Serving God’s Fallible Servants
1 Samuel 16:14 - 23
Introduction: God called David to a special task, but ironically, the first step in his life after God’s call was to serve a fallible servant of the Lord. Saul had disobeyed the Lord, and as a result, the Spirit of the Lord departed from Saul. As David’s ascent to the throne began, Saul’s descent also unfolded. When the Spirit of the Lord departed from Saul, he was effectively no longer the king of Israel. David was called upon to serve a fallible servant of the Lord. How does one respond when led by God to serve such a person?
Excerpts From God’s Word: “The Spirit of the Lord left Saul…So David was sent to Saul and David served him. Saul liked David immediately and made him his right-hand man.

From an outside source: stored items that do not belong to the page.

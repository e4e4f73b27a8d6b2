//! Word count filter
use super::Filter;

/// Returns `false` if the text has less than [WordCount::min_words] whitespace separated words.
///
/// [WordCount::min_words] is 1 by default.
pub struct WordCount {
    min_words: usize,
}

impl WordCount {
    pub fn with_min_words(min_words: usize) -> Self {
        Self { min_words }
    }

    pub fn min_words(&self) -> usize {
        self.min_words
    }
}

impl Default for WordCount {
    fn default() -> Self {
        Self { min_words: 1 }
    }
}

impl Filter<&str> for WordCount {
    fn detect(&self, text: &str) -> bool {
        text.split_whitespace().count() >= self.min_words
    }
}

#[cfg(test)]
mod tests {
    use super::*;

    #[test]
    fn default_needs_one_word() {
        let f = WordCount::default();
        assert!(f.detect("word"));
        assert!(!f.detect("   "));
    }

    #[test]
    fn threshold_is_inclusive() {
        let f = WordCount::with_min_words(3);
        assert!(f.detect("one two\tthree"));
        assert!(!f.detect("one two"));
    }
}
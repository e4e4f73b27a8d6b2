//! Error enum
use std::fmt;

#[derive(Debug)]
pub enum Error {
    Io(std::io::Error),
    Serde(serde_json::Error),
    Csv(csv::Error),
    Regex(regex::Error),
    Glob(glob::GlobError),
    GlobPattern(glob::PatternError),
    FastText(String),
    LanguageTag(oxilangtag::LanguageTagParseError),
    UnknownScheme(String),
    UnknownLabel(String),
    RulesHashMismatch { expected: String, found: String },
    Custom(String),
}

impl fmt::Display for Error {
    fn fmt(&self, f: &mut fmt::Formatter<'_>) -> fmt::Result {
        match self {
            Error::Io(e) => write!(f, "io error: {e}"),
            Error::Serde(e) => write!(f, "json error: {e}"),
            Error::Csv(e) => write!(f, "csv error: {e}"),
            Error::Regex(e) => write!(f, "invalid regex: {e}"),
            Error::Glob(e) => write!(f, "glob error: {e}"),
            Error::GlobPattern(e) => write!(f, "invalid glob pattern: {e}"),
            Error::FastText(e) => write!(f, "fasttext error: {e}"),
            Error::LanguageTag(e) => write!(f, "invalid language tag: {e}"),
            Error::UnknownScheme(s) => write!(f, "unknown subject scheme: {s}"),
            Error::UnknownLabel(s) => write!(f, "unknown label: {s}"),
            Error::RulesHashMismatch { expected, found } => write!(
                f,
                "rule table hash mismatch: configured {expected}, loaded {found}"
            ),
            Error::Custom(s) => write!(f, "{s}"),
        }
    }
}

impl std::error::Error for Error {}

impl From<std::io::Error> for Error {
    fn from(e: std::io::Error) -> Error {
        Error::Io(e)
    }
}

impl From<serde_json::Error> for Error {
    fn from(e: serde_json::Error) -> Error {
        Error::Serde(e)
    }
}

impl From<csv::Error> for Error {
    fn from(e: csv::Error) -> Error {
        Error::Csv(e)
    }
}

impl From<regex::Error> for Error {
    fn from(e: regex::Error) -> Error {
        Error::Regex(e)
    }
}

impl From<glob::GlobError> for Error {
    fn from(e: glob::GlobError) -> Error {
        Error::Glob(e)
    }
}

impl From<glob::PatternError> for Error {
    fn from(e: glob::PatternError) -> Error {
        Error::GlobPattern(e)
    }
}

impl From<oxilangtag::LanguageTagParseError> for Error {
    fn from(e: oxilangtag::LanguageTagParseError) -> Error {
        Error::LanguageTag(e)
    }
}

impl From<String> for Error {
    fn from(s: String) -> Error {
        Error::Custom(s)
    }
}
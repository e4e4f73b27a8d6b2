/*! fastText language identification model.
* !*/
use std::path::Path;

use fasttext::FastText as FastTextLib;
use log::error;

use crate::error::Error;
use crate::metadata::Instance;

use super::{Identification, Identify};

/// fastText model predicting the top-1 language of a text.
pub struct FastText {
    inner: FastTextLib,
    pub threshold: f32,
}

impl FastText {
    pub fn predict_one(&self, text: &str) -> Result<Option<Identification>, Error> {
        // the model predicts one line at a time
        let line = text.replace(['\n', '\r'], " ");
        let pred = self
            .inner
            .predict(&line, 1, self.threshold)
            .map_err(Error::FastText)?;

        match pred.into_iter().next() {
            None => Ok(None),
            Some(pred) => match Identification::try_from(pred) {
                Ok(id) => Ok(Some(id)),
                Err(e) => {
                    error!("Couldn't find a proper label: {e:?}");
                    Err(e.into())
                }
            },
        }
    }
}

impl Identify for FastText {
    fn identify(&self, instance: &Instance) -> Result<Option<Identification>, Error> {
        match instance.value.as_deref() {
            Some(text) => self.predict_one(text),
            None => Ok(None),
        }
    }
}

/// Fasttext builder.
pub struct FastTextBuilder<'a> {
    path: Option<&'a Path>,
    threshold: Option<f32>,
}

impl<'a> FastTextBuilder<'a> {
    fn init_fasttextlib(path: &str) -> Result<FastTextLib, Error> {
        let mut ft = FastTextLib::new();
        ft.load_model(path).map_err(Error::FastText)?;
        Ok(ft)
    }

    pub fn build(&self) -> Result<FastText, Error> {
        let path = self
            .path
            .ok_or_else(|| Error::Custom("No path provided".to_string()))?;
        let threshold = self
            .threshold
            .ok_or_else(|| Error::Custom("No threshold provided".to_string()))?;
        if !path.is_file() {
            return Err(Error::FastText(format!("model not found: {:?}", path)));
        }
        let path = path
            .to_str()
            .ok_or_else(|| Error::Custom("Couldn't parse path".to_string()))?;

        Ok(FastText {
            inner: Self::init_fasttextlib(path)?,
            threshold,
        })
    }

    pub fn path<'b>(&'b mut self, path: &'a Path) -> &'b mut FastTextBuilder<'a> {
        self.path = Some(path);
        self
    }

    pub fn threshold<'b>(&'b mut self, threshold: f32) -> &'b mut FastTextBuilder<'a> {
        self.threshold = Some(threshold);
        self
    }
}

impl<'a> Default for FastTextBuilder<'a> {
    fn default() -> Self {
        Self {
            path: Some(Path::new("lid.176.bin")),
            threshold: Some(0.8),
        }
    }
}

Then Saul sent word to Jesse asking, “Let David join my staff, for I am very pleased with him.” And whenever God tormented Saul’s conscience or he was depressed, Saul would ask David to play the harp. Then Saul would feel better, and the tormenting feeling would go away. Saul loved David greatly, and David became Saul’s personal assistant.”
Lessons For Personal Application:
A position of leadership without God’s Spirit is no position at all. It says in 1 Samuel 16:14 that the Spirit of the Lord had left Saul. No matter what our title or position, it is god who appoints us. Without his Spirit empowering us, we have nothing. In place of the Holy Spirit’s anointing, God sent a troubling spirit upon Saul. If god lifts his Spirit from you, don’t persist in your role. It would be far better to give up your title and position and please God, than to stay in your position to please people or seek personal gain. If God lifts his anointing, stop everything and find out why! Seek God until he speaks clearly. Far better to be convicted of sin or shown how we have not passed one of God’s tests in our lives, than for the Lord to take his anointing from us!

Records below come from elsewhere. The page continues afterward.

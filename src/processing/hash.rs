//! Content hashing.
use serde::Serialize;
use sha2::{Digest, Sha256};

use crate::error::Error;

/// Hex encoded SHA-256 digest.
pub fn sha256_hex(bytes: &[u8]) -> String {
    let mut hasher = Sha256::new();
    hasher.update(bytes);
    format!("{:x}", hasher.finalize())
}

/// Hash of the JSON serialization of `content`.
///
/// Maps must be sorted (`BTreeMap`) for the hash not to depend on insertion order.
pub fn content_hash<T: Serialize>(content: &T) -> Result<String, Error> {
    let bytes = serde_json::to_vec(content)?;
    Ok(sha256_hex(&bytes))
}
//! Subject annotation.
use serde::{Deserialize, Serialize};

/// One classification annotation of a document.
///
/// Every field is optional, and a field that is not a string is read as absent,
/// so that malformed subjects still parse.
/// A subject without `value` is never recognized by a scheme.
#[derive(Debug, Clone, Default, PartialEq, Eq, Serialize, Deserialize)]
pub struct Subject {
    #[serde(
        default,
        deserialize_with = "super::lenient",
        skip_serializing_if = "Option::is_none"
    )]
    pub value: Option<String>,
    #[serde(
        default,
        rename = "subjectScheme",
        deserialize_with = "super::lenient",
        skip_serializing_if = "Option::is_none"
    )]
    pub subject_scheme: Option<String>,
    #[serde(
        default,
        rename = "schemeURI",
        deserialize_with = "super::lenient",
        skip_serializing_if = "Option::is_none"
    )]
    pub scheme_uri: Option<String>,
    #[serde(
        default,
        rename = "valueURI",
        deserialize_with = "super::lenient",
        skip_serializing_if = "Option::is_none"
    )]
    pub value_uri: Option<String>,
}

impl Subject {
    pub fn new(value: &str) -> Self {
        Self {
            value: Some(value.to_string()),
            ..Default::default()
        }
    }

    pub fn with_scheme(mut self, subject_scheme: &str) -> Self {
        self.subject_scheme = Some(subject_scheme.to_string());
        self
    }

    pub fn with_scheme_uri(mut self, scheme_uri: &str) -> Self {
        self.scheme_uri = Some(scheme_uri.to_string());
        self
    }

    pub fn with_value_uri(mut self, value_uri: &str) -> Self {
        self.value_uri = Some(value_uri.to_string());
        self
    }

    pub fn value(&self) -> Option<&str> {
        self.value.as_deref()
    }

    pub fn subject_scheme(&self) -> Option<&str> {
        self.subject_scheme.as_deref()
    }

    pub fn scheme_uri(&self) -> Option<&str> {
        self.scheme_uri.as_deref()
    }

    pub fn value_uri(&self) -> Option<&str> {
        self.value_uri.as_deref()
    }
}

#[cfg(test)]
mod tests {
    use super::Subject;

    #[test]
    fn deserialize_datacite_keys() {
        let s = r#"{"value": "610", "subjectScheme": "ddc", "schemeURI": "http://dewey.info/"}"#;
        let subject: Subject = serde_json::from_str(s).unwrap();
        assert_eq!(subject.value(), Some("610"));
        assert_eq!(subject.subject_scheme(), Some("ddc"));
        assert_eq!(subject.scheme_uri(), Some("http://dewey.info/"));
        assert_eq!(subject.value_uri(), None);
    }

    #[test]
    fn deserialize_without_value() {
        let subject: Subject = serde_json::from_str(r#"{"subjectScheme": "ddc"}"#).unwrap();
        assert_eq!(subject.value(), None);
    }

    #[test]
    fn wrongly_typed_fields_are_absent() {
        let subject: Subject =
            serde_json::from_str(r#"{"value": 610, "subjectScheme": "ddc", "schemeURI": null}"#)
                .unwrap();
        assert_eq!(subject.value(), None);
        assert_eq!(subject.subject_scheme(), Some("ddc"));
        assert_eq!(subject.scheme_uri(), None);
    }
}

The blessing of the Lord will depart from those who continually disobey God. It may be obvious, but we must face this truth: disobedience can lead to God’s discipline in our lives. That includes the removal of his anointing for service. If this happens to you, stop what you are doing and cry out to God. Don’t try to perform better to get the blessing of God back. Rather, humble yourself before God until he shows you what he wants to do in you. The goal of such humility is learning to trust God, not trying to perform for God. It is about being restored to right relationship with God, not doing things to get God to love you. He already loves you. Nothing we do can cause God to love us any more.
God will go to great lengths to bring us to repentance. The bible says God sent a tormenting spirit to Saul that brought him depression and fear. The goal of such discipline is to heal what is broken in us, to restore us and set us free from bondages that enslave us. By the way, we should not form judgments against our selves or others who experience depression. Though depression can be the result of God’s discipline, it is more often the result of natural causes or difficult circumstances.
Serving a fallible servant of God is one of the primary ways God prepares us to serve Him. No leader is perfect. By working under other leaders, we have the opportunity not only to serve them, but also to learn to be patient, forgiving, and faithful in response to their weaknesses. Serving fallible leaders is an opportunity to learn how to work through differences, to ask appropriate questions, and to discover differences in personalities, gifts, and styles of leadership. Most importantly, our character is formed in the furnace of serving those who are imperfect. No leader is perfect. Don’t look for a perfect leader to serve, but rather learn under those God has led you to serve.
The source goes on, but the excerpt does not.